//! Analysis Configuration
//!
//! Defines the configuration used by `StratifiedTable2x2`: the exact enumeration
//! limit, the policy for degenerate strata and the optional corrections of the
//! asymptotic tests.
use crate::constants::{DEFAULT_CONFIDENCE_LEVEL, DEFAULT_LIMIT_COMPUTATION_EXACT};
use crate::errors::GasteError;
use crate::utils::{items_to_strings, validate_probability_parameter};
use serde::{de::DeserializeOwned, Deserialize, Serialize};
use std::fs;
use std::path::Path;
use std::str::FromStr;

/// What to do with a stratum whose row or column total is zero.
#[derive(Serialize, Deserialize, Clone, Copy, PartialEq, Eq, Debug, Default)]
pub enum DegeneratePolicy {
    /// Fail construction with `GasteError::DegenerateStratum`.
    #[default]
    Reject,
    /// Drop the stratum with a warning and remember its label.
    Exclude,
}

impl FromStr for DegeneratePolicy {
    type Err = GasteError;

    fn from_str(s: &str) -> Result<Self, Self::Err> {
        match s {
            "Reject" | "reject" => Ok(DegeneratePolicy::Reject),
            "Exclude" | "exclude" => Ok(DegeneratePolicy::Exclude),
            _ => Err(GasteError::InvalidParameter(
                "degenerate_strata".to_string(),
                items_to_strings(vec!["Reject", "Exclude"]),
                s.to_string(),
            )),
        }
    }
}

fn default_limit_computation_exact() -> u64 {
    DEFAULT_LIMIT_COMPUTATION_EXACT
}
fn default_confidence_level() -> f64 {
    DEFAULT_CONFIDENCE_LEVEL
}

/// Configuration for `StratifiedTable2x2`.
#[derive(Clone, Debug, PartialEq, Serialize, Deserialize)]
pub struct AnalysisConfig {
    /// Largest enumeration cost for which the stratified test is computed exactly.
    #[serde(default = "default_limit_computation_exact")]
    pub limit_computation_exact: u64,
    /// Handling of strata with a zero margin.
    #[serde(default)]
    pub degenerate_strata: DegeneratePolicy,
    /// Continuity correction of the CMH statistic.
    #[serde(default)]
    pub cmh_correction: bool,
    /// Tarone adjustment of the Breslow-Day statistic.
    #[serde(default)]
    pub tarone_adjustment: bool,
    /// Confidence level of odds-ratio intervals.
    #[serde(default = "default_confidence_level")]
    pub confidence_level: f64,
}

impl Default for AnalysisConfig {
    fn default() -> Self {
        AnalysisConfig {
            limit_computation_exact: DEFAULT_LIMIT_COMPUTATION_EXACT,
            degenerate_strata: DegeneratePolicy::Reject,
            cmh_correction: false,
            tarone_adjustment: false,
            confidence_level: DEFAULT_CONFIDENCE_LEVEL,
        }
    }
}

impl AnalysisConfig {
    pub fn validate(&self) -> Result<(), GasteError> {
        validate_probability_parameter(self.confidence_level, "confidence_level")
    }
}

/// IO
pub trait ConfigIO: Serialize + DeserializeOwned + Sized {
    /// Save as a json object to a file.
    ///
    /// * `path` - Path to save the configuration.
    fn save_config<P: AsRef<Path>>(&self, path: P) -> Result<(), GasteError> {
        fs::write(path, self.json_dump()?).map_err(|e| GasteError::UnableToWrite(e.to_string()))
    }

    /// Dump as a json object.
    fn json_dump(&self) -> Result<String, GasteError> {
        serde_json::to_string(self).map_err(|e| GasteError::UnableToWrite(e.to_string()))
    }

    /// Load from a json string.
    fn from_json(json_str: &str) -> Result<Self, GasteError> {
        serde_json::from_str::<Self>(json_str).map_err(|e| GasteError::UnableToRead(e.to_string()))
    }

    /// Load from a path to a json object.
    ///
    /// * `path` - Path to load the configuration from.
    fn load_config<P: AsRef<Path>>(path: P) -> Result<Self, GasteError> {
        let json_str = fs::read_to_string(path).map_err(|e| GasteError::UnableToRead(e.to_string()))?;
        Self::from_json(&json_str)
    }
}

impl ConfigIO for AnalysisConfig {}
________________________
All lines of the records above that contain the word "AsRef" are to be copied out.

    fn save_config<P: AsRef<Path>>(&self, path: P) -> Result<(), GasteError> {
    fn load_config<P: AsRef<Path>>(path: P) -> Result<Self, GasteError> {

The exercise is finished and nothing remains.